Implementation-Defined Behavior


std::chrono::system_clock is a clock that track real-world time. In the C++ Standard, it is unspecified whether or not this clock is monotonically increasing. In our implementation, it is not.

To implement std::chrono::system_clock, we use:

PTX’s %globaltimer is a system clock which also happens to be monotonically increasing on today’s NVIDIA GPUs (e.g. it cannot be updated and is not changed when the host system clock changes). However, this is not necessarily the case with respect to host threads, where updates of the system clock may occur during the execution of the program. PTX’s %globaltimer is initialized from the host system clock upon device attach; that may be at program start, but it could be earlier (for example, due to CUDA persistence mode). Since PTX’s %globaltimer is a system clock, it counts real-world time, and thus it has the same tick rate as the host system clock.

There is potential for logical inconsistencies between the time that host threads and device threads observe from our std::chrono::system_clock. However, this is perfectly fine; it is an inherent property of system clocks. In fact, it is not even guaranteed that a system clock remain consistent between different host threads, or even within the same host thread. This can occur, for example, due to Daylights Savings Time or a time zone change.

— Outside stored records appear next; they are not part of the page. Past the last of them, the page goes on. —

//! # PDF Generation Module
//!
//! Renders calculation memories to PDF using Typst.
//!
//! ## Architecture
//!
//! - Typst templates are embedded as string constants
//! - Report values are injected by `{{PLACEHOLDER}}` replacement before compilation
//! - Each circuit gets its own section; the equations applied across all
//!   circuits are listed in a closing appendix
//! - Output is raw PDF bytes (`Vec<u8>`)
//!
//! ## Example
//!
//! ```rust,no_run
//! use wirecalc_core::calculations::memory::{calculate_memory, CircuitInput};
//! use wirecalc_core::pdf::render_memory_pdf;
//! use wirecalc_core::settings::{GlobalSettings, ReportMetadata};
//! use wirecalc_core::tables::nom_tables;
//!
//! let input: CircuitInput = serde_json::from_str(r#"{
//!     "label": "AHF-01",
//!     "equipment": { "source": "catalog", "key": "AHF-100" },
//!     "topology": "delta",
//!     "voltage": 480.0,
//!     "state": "Nuevo León",
//!     "raceway": "conduit-steel-thin",
//!     "breaker_a": 150.0,
//!     "length_m": 35.0
//! }"#).unwrap();
//! let report = calculate_memory(nom_tables(), &input, &GlobalSettings::default()).unwrap();
//! let meta = ReportMetadata::new("Ing. R. Salas", "25-042", "Planta Norte");
//! let pdf_bytes = render_memory_pdf(&report, &meta).unwrap();
//! std::fs::write("memoria.pdf", pdf_bytes).unwrap();
//! ```

use chrono::{DateTime, Datelike, Utc};
use tracing::debug;
use typst::diag::{FileError, FileResult};
use typst::foundations::{Bytes, Datetime};
use typst::syntax::{FileId, Source};
use typst::text::{Font, FontBook};
use typst::utils::LazyHash;
use typst::{Library, LibraryExt, World};
use typst_pdf::PdfOptions;

use crate::calculations::current::EquipmentRating;
use crate::calculations::memory::MemoryReport;
use crate::calculations::raceway::RacewayDetail;
use crate::equations::EquationTracker;
use crate::errors::{CalcError, CalcResult};
use crate::settings::ReportMetadata;

// ============================================================================
// Typst World Implementation
// ============================================================================

/// A minimal Typst world for compiling documents without external files.
struct PdfWorld {
    main: Source,
    book: LazyHash<FontBook>,
    fonts: Vec<Font>,
    library: LazyHash<Library>,
    /// Date reported to `datetime.today()`
    today: DateTime<Utc>,
}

The requirements for Clock state:

C1 denotes a clock type. t1 and t2 are values returned by C1::now() where the call returning t1 happens before the call returning t2 and both of these calls occur before C1::time_point::max().

C1::is_steady is true if t1 <= t2 is always true and the time between clock ticks is constant, otherwise false.

The property is true for our std::chrono::system_clock within device code, but it is not true for all threads. Therefore, in the NVIDIA C++ Standard Library today, the value of the is_steady member of std::chrono::system_clock is false.


The std::chrono::high_resolution_clock specification states:

Objects of class high_resolution_clock represent clocks with the shortest tick period. high_resolution_clock may be a synonym for system_clock or steady_clock.

In the NVIDIA C++ Standard Library, std::chrono::high_resolution_clock is an alias for std::chrono::system_clock. This means that it counts real-world time and that is_steady is false for our std::chrono::high_resolution_clock.

While our std::chrono::high_resolution_clock is not heterogeneously steady, it is steady within device code, so it is suitable for performance measurement within device code.


The following facilities in section time.syn of ISO/IEC IS 14882 (the C++ Standard) are not available in the NVIDIA C++ Standard Library today:


std::chrono::steady_clock is, by definition, a monotonically increasing clock (e.g. is_steady is true). We do not currently have a heterogeneous steady clock. While we have a monotonically increasing clock in host code, and our system clock (PTX’s %globaltimer) is monotonically increasing in device code, it is not guaranteed that the host clocks and the device clocks are monotonically increasing with respect to each other, due to how PTX’s %globaltimer is initialized. Additionally, %globaltime and the host steady clock may tick at different rates.

It may be technically possible to synchronize the clocks and to compute and adjust for the difference in tick rates. However, it would be challenging to do so, and may introduce substantial overhead in the initialization and access of the heterogeneous clock.

As such, today we do not provide std::chrono::steady_clock, as we cannot easily provide an efficient implementation that is truly heterogeneous and conforms to the specification.

std::chrono::duration I/O Operators

Implementing a heterogeneous C++ I/O streams library involves many challenges that we cannot overcome today.